Thursday, December 1, 2011

242. Tear Jerkers

As I'm sure you've learned by now, I've changed a lot since I met Cayden. I no longer want to Red Rover couples holding hands on the street. I want to know how they met. I don't dry heave and roll my eyes anymore when I hear a guy say, "You're so beautiful, baby." Instead, I play it over and over again in my head until it's burned into my memory and I can recall it whenever I want. I don't run from commitment and cling to flings. I don't dread weddings. I don't think a dozen roses is a cliche cop-out gift. And I don't think my non-single friends are lame for not wanting to go to a crowded bar with loud music and drinks we have to pay for on a Saturday night, because, let's face it, I don't want to do that either.

Nowadays I daydream. I love. And I cry. A lot.

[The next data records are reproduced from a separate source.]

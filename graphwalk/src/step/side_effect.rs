// Copyright (c) 2024-2025 DeepGraph Inc.
// SPDX-License-Identifier: Apache-2.0
//
//! Side-effect steps
//!
//! These observe or accumulate into the traversal's shared side-effect
//! registry. `aggregate` in global scope is a barrier (downstream sees
//! nothing until the upstream is fully drained), in local scope a lazy
//! pass-through. `cap` discards the stream and emits the registry value.

use std::collections::{BTreeMap, HashSet, VecDeque};
use std::fmt;
use std::sync::Arc;

use crate::step::{
    pull_start, step_common, ByMod, Requirements, Step, StepMeta, StepOut, TraversalRing,
};
use crate::structure::memory::MemoryGraph;
use crate::structure::value::Value;
use crate::traversal::{Operator, Scope, TraversalContext, TraversalError};
use crate::traverser::Traverser;

/// User-supplied observer for `sideEffect(lambda)`.
pub type SideEffectFn = Arc<dyn Fn(&mut Traverser) + Send + Sync>;

#[derive(Clone)]
pub struct LambdaSideEffectStep {
    meta: StepMeta,
    starts: VecDeque<Traverser>,
    effect: SideEffectFn,
}

impl LambdaSideEffectStep {
    pub fn new(effect: SideEffectFn) -> Self {
        Self { meta: StepMeta::default(), starts: VecDeque::new(), effect }
    }
}

impl fmt::Debug for LambdaSideEffectStep {
    fn fmt(&self, f: &mut fmt::Formatter<'_>) -> fmt::Result {
        f.debug_struct("LambdaSideEffectStep").field("meta", &self.meta).finish()
    }
}

impl Step for LambdaSideEffectStep {
    step_common!("sideEffect");

    fn add_start(&mut self, traverser: Traverser) {
        self.starts.push_back(traverser);
    }

    fn pull(
        &mut self,
        _ctx: &TraversalContext,
        upstream_done: bool,
    ) -> Result<StepOut, TraversalError> {
        let mut traverser = pull_start!(self, upstream_done);
        (self.effect)(&mut traverser);
        Ok(StepOut::Emit(traverser))
    }

    fn reset(&mut self) {
        self.starts.clear();
    }

    fn requirements(&self) -> Requirements {
        Requirements { side_effects: true, ..Requirements::default() }
    }
}

/// `aggregate('x')` (global barrier) / `aggregate(local, 'x')` (lazy).
#[derive(Debug, Clone)]
pub struct AggregateStep {
    meta: StepMeta,
    starts: VecDeque<Traverser>,
    key: String,
    scope: Scope,
    ring: TraversalRing,
    buffer: VecDeque<Traverser>,
    registered: bool,
}

impl AggregateStep {
    pub fn new(key: &str, scope: Scope) -> Self {
        Self {
            meta: StepMeta::default(),
            starts: VecDeque::new(),
            key: key.to_string(),
            scope,
            ring: TraversalRing::default(),
            buffer: VecDeque::new(),
            registered: false,
        }
    }

    fn store(
        &mut self,
        ctx: &TraversalContext,
        traverser: &Traverser,
    ) -> Result<(), TraversalError> {
        if !self.registered {
            self.registered = true;
            let mut side_effects = ctx.side_effects.write();
            if !side_effects.is_registered(&self.key) {
                side_effects.register(&self.key, Value::List(Vec::new()), Some(Operator::AddAll));
            }
        }
        if let Some(projected) = self.ring.next().apply(ctx, traverser)? {
            self.ring.rewind();
            let copies = vec![projected; traverser.bulk() as usize];
            ctx.side_effects.write().add(&self.key, Value::List(copies))?;
        } else {
            self.ring.rewind();
        }
        Ok(())
    }
}

impl Step for AggregateStep {
    step_common!("aggregate");

    fn add_start(&mut self, traverser: Traverser) {
        self.starts.push_back(traverser);
    }

    fn pull(
        &mut self,
        ctx: &TraversalContext,
        upstream_done: bool,
    ) -> Result<StepOut, TraversalError> {
        if self.scope == Scope::Local {
            let traverser = pull_start!(self, upstream_done);
            self.store(ctx, &traverser)?;
            return Ok(StepOut::Emit(traverser));
        }
        while let Some(traverser) = self.starts.pop_front() {
            self.store(ctx, &traverser)?;
            self.buffer.push_back(traverser);
        }
        if !upstream_done {
            return Ok(StepOut::NeedMore);
        }
        match self.buffer.pop_front() {
            Some(traverser) => Ok(StepOut::Emit(traverser)),
            None => Ok(StepOut::Done),
        }
    }

    fn reset(&mut self) {
        self.starts.clear();
        self.buffer.clear();
        self.ring.rewind();
        self.registered = false;
    }

    fn requirements(&self) -> Requirements {
        Requirements { side_effects: true, ..Requirements::default() }
            .union(self.ring.requirements())
    }

    fn modulate_by(&mut self, by: ByMod) -> Result<(), TraversalError> {
        self.ring.add(by);
        Ok(())
    }
}

/// `cap('x', …)`: drains and discards the upstream, then emits the
/// side-effect value(s) once.
#[derive(Debug, Clone)]
pub struct CapStep {
    meta: StepMeta,
    starts: VecDeque<Traverser>,
    keys: Vec<String>,
    emitted: bool,
}

impl CapStep {
    pub fn new(keys: Vec<String>) -> Self {
        Self { meta: StepMeta::default(), starts: VecDeque::new(), keys, emitted: false }
    }
}

impl Step for CapStep {
    step_common!("cap");

    fn add_start(&mut self, traverser: Traverser) {
        self.starts.push_back(traverser);
    }

    fn pull(
        &mut self,
        ctx: &TraversalContext,
        upstream_done: bool,
    ) -> Result<StepOut, TraversalError> {
        self.starts.clear();
        if !upstream_done {
            return Ok(StepOut::NeedMore);
        }
        if self.emitted {
            return Ok(StepOut::Done);
        }
        self.emitted = true;
        let side_effects = ctx.side_effects.read();
        let lookup = |key: &String| {
            side_effects.get(key).ok_or_else(|| {
                TraversalError::IllegalState(format!("no side-effect registered as '{}'", key))
            })
        };
        let value = if self.keys.len() == 1 {
            lookup(&self.keys[0])?
        } else {
            let mut map = BTreeMap::new();
            for key in &self.keys {
                map.insert(Value::String(key.clone()), lookup(key)?);
            }
            Value::Map(map)
        };
        drop(side_effects);
        Ok(StepOut::Emit(Traverser::new(
            value,
            ctx.side_effects.clone(),
            ctx.path_tracking,
            ctx.initial_sack.clone(),
        )))
    }

    fn reset(&mut self) {
        self.starts.clear();
        self.emitted = false;
    }

    fn requirements(&self) -> Requirements {
        Requirements { side_effects: true, ..Requirements::default() }
    }
}

/// `fail(message)`: fatal the moment a traverser reaches it.
#[derive(Debug, Clone)]
pub struct FailStep {
    meta: StepMeta,
    starts: VecDeque<Traverser>,
    message: String,
}

impl FailStep {
    pub fn new(message: &str) -> Self {
        Self { meta: StepMeta::default(), starts: VecDeque::new(), message: message.to_string() }
    }
}

impl Step for FailStep {
    step_common!("fail");

    fn add_start(&mut self, traverser: Traverser) {
        self.starts.push_back(traverser);
    }

    fn pull(
        &mut self,
        _ctx: &TraversalContext,
        upstream_done: bool,
    ) -> Result<StepOut, TraversalError> {
        if self.starts.pop_front().is_some() {
            return Err(TraversalError::Fail(self.message.clone()));
        }
        Ok(if upstream_done { StepOut::Done } else { StepOut::NeedMore })
    }

    fn reset(&mut self) {
        self.starts.clear();
    }
}

/// `subgraph('x')`: collects every edge traverser (with both endpoints and
/// their properties) into an edge-induced side-effect graph.
#[derive(Debug, Clone)]
pub struct SubgraphStep {
    meta: StepMeta,
    starts: VecDeque<Traverser>,
    key: String,
    copied_edges: HashSet<i64>,
}

impl SubgraphStep {
    pub fn new(key: &str) -> Self {
        Self {
            meta: StepMeta::default(),
            starts: VecDeque::new(),
            key: key.to_string(),
            copied_edges: HashSet::new(),
        }
    }

    fn target(&self, ctx: &TraversalContext) -> Arc<MemoryGraph> {
        let mut side_effects = ctx.side_effects.write();
        if let Some(Value::Subgraph(graph)) = side_effects.get(&self.key) {
            return graph;
        }
        let graph = Arc::new(MemoryGraph::new());
        side_effects.register(&self.key, Value::Subgraph(graph.clone()), None);
        graph
    }

    fn copy_vertex(
        &self,
        ctx: &TraversalContext,
        target: &MemoryGraph,
        id: i64,
    ) -> Result<(), TraversalError> {
        use crate::structure::element::Cardinality;
        use crate::structure::graph::Graph;
        let source = crate::step::base::bound_graph(ctx)?;
        let vertex = source.vertex(id)?;
        if target.add_vertex_with_id(id, &vertex.label).is_ok() {
            for (key, value) in source.vertex_properties(id, &[]) {
                target.set_vertex_property(id, &key, value, Cardinality::List)?;
            }
        }
        Ok(())
    }
}

impl Step for SubgraphStep {
    step_common!("subgraph");

    fn add_start(&mut self, traverser: Traverser) {
        self.starts.push_back(traverser);
    }

    fn pull(
        &mut self,
        ctx: &TraversalContext,
        upstream_done: bool,
    ) -> Result<StepOut, TraversalError> {
        use crate::structure::graph::Graph;
        let traverser = pull_start!(self, upstream_done);
        let Value::Edge(edge) = traverser.value().clone() else {
            return Err(TraversalError::IllegalState(format!(
                "subgraph() requires edge input, found {}",
                traverser.value().kind_name()
            )));
        };
        if self.copied_edges.insert(edge.id) {
            let target = self.target(ctx);
            self.copy_vertex(ctx, &target, edge.out_v)?;
            self.copy_vertex(ctx, &target, edge.in_v)?;
            let copied = target.add_edge(&edge.label, edge.out_v, edge.in_v)?;
            let source = crate::step::base::bound_graph(ctx)?;
            for (key, value) in source.edge_properties(edge.id, &[]) {
                target.set_edge_property(copied.id, &key, value)?;
            }
        }
        Ok(StepOut::Emit(traverser))
    }

    fn reset(&mut self) {
        self.starts.clear();
        self.copied_edges.clear();
    }

    fn requirements(&self) -> Requirements {
        Requirements { graph: true, side_effects: true, ..Requirements::default() }
    }
}

/// `sack()` reads the traverser's sack; `sack(op)` merges a `by()`
/// projection into it.
#[derive(Debug, Clone)]
pub struct SackStep {
    meta: StepMeta,
    starts: VecDeque<Traverser>,
    op: Option<Operator>,
    ring: TraversalRing,
}

impl SackStep {
    pub fn read() -> Self {
        Self {
            meta: StepMeta::default(),
            starts: VecDeque::new(),
            op: None,
            ring: TraversalRing::default(),
        }
    }

    pub fn merge(op: Operator) -> Self {
        Self { op: Some(op), ..Self::read() }
    }
}

impl Step for SackStep {
    step_common!("sack");

    fn add_start(&mut self, traverser: Traverser) {
        self.starts.push_back(traverser);
    }

    fn pull(
        &mut self,
        ctx: &TraversalContext,
        upstream_done: bool,
    ) -> Result<StepOut, TraversalError> {
        loop {
            let mut traverser = pull_start!(self, upstream_done);
            match self.op {
                None => {
                    let sack = traverser.sack().cloned().unwrap_or(Value::Null);
                    return Ok(StepOut::Emit(traverser.split(sack, ctx.path_tracking)));
                }
                Some(op) => {
                    let Some(projected) = self.ring.next().apply(ctx, &traverser)? else {
                        self.ring.rewind();
                        continue;
                    };
                    self.ring.rewind();
                    let current = traverser.sack().cloned().unwrap_or(Value::Null);
                    let merged = if current.is_null() {
                        projected
                    } else {
                        op.apply(current, projected)?
                    };
                    traverser.set_sack(Some(merged));
                    return Ok(StepOut::Emit(traverser));
                }
            }
        }
    }

    fn reset(&mut self) {
        self.starts.clear();
        self.ring.rewind();
    }

    fn requirements(&self) -> Requirements {
        Requirements { sack: true, ..Requirements::default() }.union(self.ring.requirements())
    }

    fn modulate_by(&mut self, by: ByMod) -> Result<(), TraversalError> {
        self.ring.add(by);
        Ok(())
    }
}

#[cfg(test)]
mod tests {
    use super::*;
    use crate::traverser::side_effects::new_handle;

    #[test]
    fn aggregate_is_a_barrier_and_respects_bulk() {
        let handle = new_handle();
        let mut ctx = TraversalContext::new(handle.clone());
        ctx.side_effects = handle.clone();
        let mut step = AggregateStep::new("x", Scope::Global);
        let mut bulked = Traverser::new(Value::Int(7), handle.clone(), false, None);
        bulked.set_bulk(2);
        step.add_start(bulked);
        assert!(matches!(step.pull(&ctx, false).unwrap(), StepOut::NeedMore));
        assert!(matches!(step.pull(&ctx, true).unwrap(), StepOut::Emit(_)));
        assert_eq!(
            handle.read().get("x"),
            Some(Value::List(vec![Value::Int(7), Value::Int(7)]))
        );
    }

    #[test]
    fn cap_emits_registry_value_once() {
        let handle = new_handle();
        handle.write().register("x", Value::Int(42), None);
        let ctx = TraversalContext::new(handle);
        let mut step = CapStep::new(vec!["x".to_string()]);
        step.add_start(Traverser::new(Value::Int(1), new_handle(), false, None));
        match step.pull(&ctx, true).unwrap() {
            StepOut::Emit(t) => assert_eq!(t.value(), &Value::Int(42)),
            other => panic!("unexpected {:?}", other),
        }
        assert!(matches!(step.pull(&ctx, true).unwrap(), StepOut::Done));
    }
}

It used to be that I could count the number of movies that made me cry on one hand: Fievel Goes West, Lion King, My Girl, and Titanic. The list for TV shows was even shorter: Extreme Makeover: Home Edition. Gets me every time. Since meeting Cayden it's movies, TV shows, radio shows, books, the news, emails, proposal videos, weddings, and quotes like the one I put on Shanna's wedding gift that bring me to tears. So I don't know why I thought taking Cayden to see 50/50, a comedy-drama about a man who finds out he has cancer and has a 50/50 chance of living, was a good idea. I suppose I figured any movie with Seth Rogan could only result in the type of tears that come from laughing too hard or choking on your Dr. Pepper.

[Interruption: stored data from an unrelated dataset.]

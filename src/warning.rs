use std::collections::BTreeSet;
use std::fmt;
use std::io::{self, Write};
use std::sync::{Mutex, PoisonError};
use itertools::Itertools;

/// Raised once per tracked request that left context keys unread.
#[derive(Debug, Clone, PartialEq, Eq)]
pub struct UnusedContextWarning {
    /// Display form of the request, e.g. `<Request: GET '/no_context'>`.
    pub request: String,
    pub keys: BTreeSet<String>,
}

impl fmt::Display for UnusedContextWarning {
    fn fmt(&self, f: &mut fmt::Formatter<'_>) -> fmt::Result {
        write!(
            f,
            "Request Context {} had unused keys: {{{}}}",
            self.request,
            self.keys.iter().join(", ")
        )
    }
}

/// Where runtime warnings go. The log line is emitted independently.
pub trait WarningSink: Send + Sync {
    fn warn(&self, warning: &UnusedContextWarning);
}

/// Writes each warning as a `UserWarning: <message>` line. The middleware's
/// default, pointed at stderr.
pub struct StreamSink {
    out: Mutex<Box<dyn Write + Send>>,
}

impl StreamSink {
    pub fn new(out: impl Write + Send + 'static) -> Self {
        Self { out: Mutex::new(Box::new(out)) }
    }

    pub fn stderr() -> Self {
        Self::new(io::stderr())
    }
}

impl Default for StreamSink {
    fn default() -> Self {
        Self::stderr()
    }
}

impl fmt::Debug for StreamSink {
    fn fmt(&self, f: &mut fmt::Formatter<'_>) -> fmt::Result {
        f.debug_struct("StreamSink").finish_non_exhaustive()
    }
}

impl WarningSink for StreamSink {
    fn warn(&self, warning: &UnusedContextWarning) {
        let mut out = self.out.lock().unwrap_or_else(PoisonError::into_inner);
        // a closed stream must not fail the request
        let _ = writeln!(out, "UserWarning: {warning}").and_then(|()| out.flush());
    }
}

/// Discards warnings. Opt out of the runtime channel with this; the log line
/// is still emitted.
#[derive(Debug, Default, Clone, Copy)]
pub struct NullSink;

impl WarningSink for NullSink {
    fn warn(&self, _warning: &UnusedContextWarning) {}
}

/// Keeps every warning it receives, for tests and tooling.
#[derive(Debug, Default)]
pub struct WarningRecorder {
    records: Mutex<Vec<UnusedContextWarning>>,
}

impl WarningRecorder {
    pub fn new() -> Self { Self::default() }

    pub fn records(&self) -> Vec<UnusedContextWarning> {
        self.records.lock().unwrap_or_else(PoisonError::into_inner).clone()
    }

    /// Drain recorded warnings.
    pub fn take(&self) -> Vec<UnusedContextWarning> {
        std::mem::take(&mut *self.records.lock().unwrap_or_else(PoisonError::into_inner))
    }

    pub fn len(&self) -> usize {
        self.records.lock().unwrap_or_else(PoisonError::into_inner).len()
    }

    pub fn is_empty(&self) -> bool {
        self.len() == 0
    }
}

impl WarningSink for WarningRecorder {
    fn warn(&self, warning: &UnusedContextWarning) {
        self.records
            .lock()
            .unwrap_or_else(PoisonError::into_inner)
            .push(warning.clone());
    }
}
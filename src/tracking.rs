//! Per-request tracking of which context keys were written and which were read.
//!
//! A [`Session`] owns the bookkeeping for one request. Each render done through
//! a tracking [`Renderer`] wraps its context in a [`TrackingContext`] proxy, so
//! nothing shared is patched and independent requests can be tracked at the
//! same time.

use std::collections::BTreeSet;
use serde_json::{Map, Value};
use tracing::{debug, error, warn};
use crate::config::Settings;
use crate::context::RenderContext;
use crate::errors::Result;
use crate::request::Request;
use crate::template::Template;
use crate::warning::{UnusedContextWarning, WarningSink};

/// Keys the framework injects into most contexts; never reported.
pub const IGNORE_DEFAULTS: &[&str] = &[
    "block",                  // overriding a block without calling block.super
    "csrf_token",
    "DEFAULT_MESSAGE_LEVELS", // messages framework
    "False",
    "forloop",
    "is_paginated",           // list views that skip pagination
    "None",
    "page_obj",
    "paginator",
    "perms",                  // login_required templates
    "root_urlconf",           // 404 pages
    "settings",
    "site",                   // login page
    "site_name",
    "True",
    "view",                   // password reset page
];

#[derive(Debug, Clone, Default)]
pub struct Session {
    all_keys: BTreeSet<String>,
    used_keys: BTreeSet<String>,
}

impl Session {
    /// New session with `used_keys` seeded from [`IGNORE_DEFAULTS`] and `extra_ignore`.
    pub fn new<I, S>(extra_ignore: I) -> Self
    where
        I: IntoIterator<Item = S>,
        S: AsRef<str>,
    {
        let used_keys = IGNORE_DEFAULTS
            .iter()
            .map(|k| k.to_string())
            .chain(extra_ignore.into_iter().map(|k| k.as_ref().to_string()))
            .collect();
        Self { all_keys: BTreeSet::new(), used_keys }
    }

    pub fn record_write<I, S>(&mut self, keys: I)
    where
        I: IntoIterator<Item = S>,
        S: Into<String>,
    {
        self.all_keys.extend(keys.into_iter().map(Into::into));
    }

    pub fn record_read(&mut self, key: &str) {
        self.used_keys.insert(key.to_owned());
    }

    pub fn all_keys(&self) -> &BTreeSet<String> {
        &self.all_keys
    }

    pub fn used_keys(&self) -> &BTreeSet<String> {
        &self.used_keys
    }

    /// `all_keys - used_keys`.
    pub fn unused(&self) -> BTreeSet<String> {
        self.all_keys.difference(&self.used_keys).cloned().collect()
    }

    pub fn report(&self, request: &Request) -> Option<UnusedContextWarning> {
        let keys = self.unused();
        if keys.is_empty() {
            return None;
        }
        Some(UnusedContextWarning { request: request.to_string(), keys })
    }
}

/// Proxy over a render context that records reads and writes into a session.
///
/// Reads and writes are forwarded unchanged. After every write the whole
/// context is flattened and all visible keys count as written, whatever their
/// value; a snapshot is also taken when the proxy is created so keys present
/// before the render are included.
pub struct TrackingContext<'a, C: RenderContext + ?Sized> {
    inner: &'a mut C,
    session: &'a mut Session,
}

impl<'a, C: RenderContext + ?Sized> TrackingContext<'a, C> {
    pub fn new(inner: &'a mut C, session: &'a mut Session) -> Result<Self> {
        let mut proxy = Self { inner, session };
        proxy.observe()?;
        Ok(proxy)
    }

    fn observe(&mut self) -> Result<()> {
        match self.inner.flatten() {
            Ok(flat) => {
                self.session.record_write(flat.into_iter().map(|(k, _)| k));
                Ok(())
            }
            Err(e) => {
                // Usually a tag pushed a whole context where a mapping belongs.
                error!(error = %e, "context could not be flattened");
                Err(e)
            }
        }
    }
}

impl<'a, C: RenderContext + ?Sized> RenderContext for TrackingContext<'a, C> {
    fn set(&mut self, key: &str, value: Value) -> Result<()> {
        self.inner.set(key, value)?;
        self.observe()
    }

    fn get(&mut self, key: &str) -> Option<&Value> {
        self.session.record_read(key);
        self.inner.get(key)
    }

    fn flatten(&self) -> Result<Map<String, Value>> {
        self.inner.flatten()
    }
}

/// Renders templates for a handler, observing them when a session is attached.
pub struct Renderer<'s> {
    session: Option<&'s mut Session>,
}

impl Renderer<'static> {
    /// Renders without any tracking.
    pub fn passthrough() -> Self {
        Self { session: None }
    }
}

impl<'s> Renderer<'s> {
    pub fn tracking(session: &'s mut Session) -> Self {
        Self { session: Some(session) }
    }

    pub fn is_tracking(&self) -> bool {
        self.session.is_some()
    }

    pub fn render(&mut self, template: &Template, ctx: &mut dyn RenderContext) -> Result<String> {
        match self.session.as_deref_mut() {
            Some(session) => {
                let mut proxy = TrackingContext::new(ctx, session)?;
                template.render(&mut proxy)
            }
            None => template.render(ctx),
        }
    }

    /// Parse and render in one step.
    pub fn render_str(&mut self, source: &str, ctx: &mut dyn RenderContext) -> Result<String> {
        let template = Template::parse(source)?;
        self.render(&template, ctx)
    }
}

/// Run `operation` inside a tracking session for `request` and report the
/// keys it left unread.
///
/// Excluded paths run untracked. When `operation` fails its error is returned
/// and nothing is reported. Otherwise, if any key was written but never read,
/// one warning goes to `sink` and one line is logged.
pub fn warn_unused_context<T, F>(
    request: &Request,
    settings: &Settings,
    sink: &dyn WarningSink,
    operation: F,
) -> Result<T>
where
    F: FnOnce(&mut Renderer<'_>) -> Result<T>,
{
    if settings.is_excluded(&request.path) {
        debug!(path = %request.path, "path excluded from context tracking");
        return operation(&mut Renderer::passthrough());
    }

    let mut session = Session::new(&settings.ignore);
    let out = operation(&mut Renderer::tracking(&mut session))?;

    if let Some(warning) = session.report(request) {
        warn!(target: "unused_context", "{warning}");
        sink.warn(&warning);
    }
    Ok(out)
}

Tears, snot, and bloodshot eyes does not a good movie date make. I literally bawled my eyes out for a full 45 minutes. It wasn't even a sad movie, necessarily, but it was emotional. The movie showed a part of the male best friend relationship you don't usually see. I peeked out of the corner of my tear-filled eye at Cayden and saw him look away from the screen during one of the more emotional parts. My coworkers Emory and Laine were sitting on the other side of him. We'd gotten free screening passes together. I couldn't see Emory, but Laine was experiencing the same tears-and-snot battle I was fighting. Cayden squeezed my hand and I wanted to jump on his lap and squeeze him and make him promise me he'd never, ever get cancer or any other life-threatening disease, knowing full and well that's not a promise anyone could make.

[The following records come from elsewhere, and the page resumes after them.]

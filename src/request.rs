use std::fmt;
use crate::errors::Result;
use crate::tracking::Renderer;

#[derive(Debug, Clone, PartialEq, Eq)]
pub struct Request {
    pub method: String,
    pub path: String,
}

impl Request {
    pub fn new(method: impl Into<String>, path: impl Into<String>) -> Self {
        Self { method: method.into(), path: path.into() }
    }

    pub fn get(path: impl Into<String>) -> Self {
        Self::new("GET", path)
    }
}

impl fmt::Display for Request {
    fn fmt(&self, f: &mut fmt::Formatter<'_>) -> fmt::Result {
        write!(f, "<Request: {} '{}'>", self.method, self.path)
    }
}

#[derive(Debug, Clone, PartialEq, Eq)]
pub struct Response {
    pub status: u16,
    pub headers: Vec<(String, String)>,
    pub body: String,
}

impl Response {
    pub fn ok(body: impl Into<String>) -> Self {
        Self {
            status: 200,
            headers: vec![("Content-Type".into(), "text/html; charset=utf-8".into())],
            body: body.into(),
        }
    }
}

/// The next link in the handler chain.
///
/// Handlers render templates through the [`Renderer`] they are given, which is
/// how a tracking session observes the context without the handler knowing
/// whether tracking is on.
pub trait Handler {
    fn handle(&self, request: &Request, renderer: &mut Renderer<'_>) -> Result<Response>;
}

impl<F> Handler for F
where
    F: Fn(&Request, &mut Renderer<'_>) -> Result<Response>,
{
    fn handle(&self, request: &Request, renderer: &mut Renderer<'_>) -> Result<Response> {
        self(request, renderer)
    }
}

I was nearly out of tears by the time the credits rolled. I was afraid to leave the dark theater and let anyone see my splotchy red face and eyeliner-smudged eyes. I couldn't remember a time a movie had made me cry that much. I reluctantly followed the crowd out of theater and into the harsh light of the lobby. I tried to hide behind Cayden until we were safely outside, but as I looked around, I saw that everyone's eyes were bloodshot.

"Well, what did you think?" Cayden asked, pulling me out from behind him.

"I think I wish we would have seen What's Your Number instead," I said, pressing the back of my hand against my one cheek and then the other to dry them.

"But it was so good!" Emory said, with Laine nodding next to him. "I'm not going to lie, though, I got a little choked up."

Cayden nodded. "I had to look away at one part," he admitted. It made me feel a little better that the guys struggled as well, but they didn't look half as rough as Laine and I did.

We stood in the lobby for a few more minutes, discussing our favorite parts and which scenes made us cry most. Then we parted ways and headed to our cars.

"Next time we have a movie date, let's see a cheesy rom-com. Or a thriller. Or an adventure movie," I said as we pulled out of the parking lot.

"You used to be so tough," Cayden said, laughing and shaking his head. "Now look at you!"

I glanced at my eyes in the rearview mirror and laughed at how puffy my eyelids already were.

"It's your fault!" I said. "I never used to be like this."

"Well, it appears I've turned you into a girl," Cayden said. "The birthday girl."

I glanced at the clock in my car and saw that it was still a couple hours until from midnight.

"But it's not my birthday yet," I said, somewhat confused.

"It is in London," he said. "So now you can't call me an old man, anymore."

It blew my mind that I was 26 in London and 25 in Texas, but I didn't mind that it meant we got two "midnight" kisses on New Years.

"Do you want your present tonight? Or in the morning?" he asked.

Part of me wanted to open it that night, if only to pull me out of the hazy mood that movie had put me in.

"In the morning," I said. "So I have something to look forward to."

It would be my first birthday with Cayden in town. Hopefully the first of many.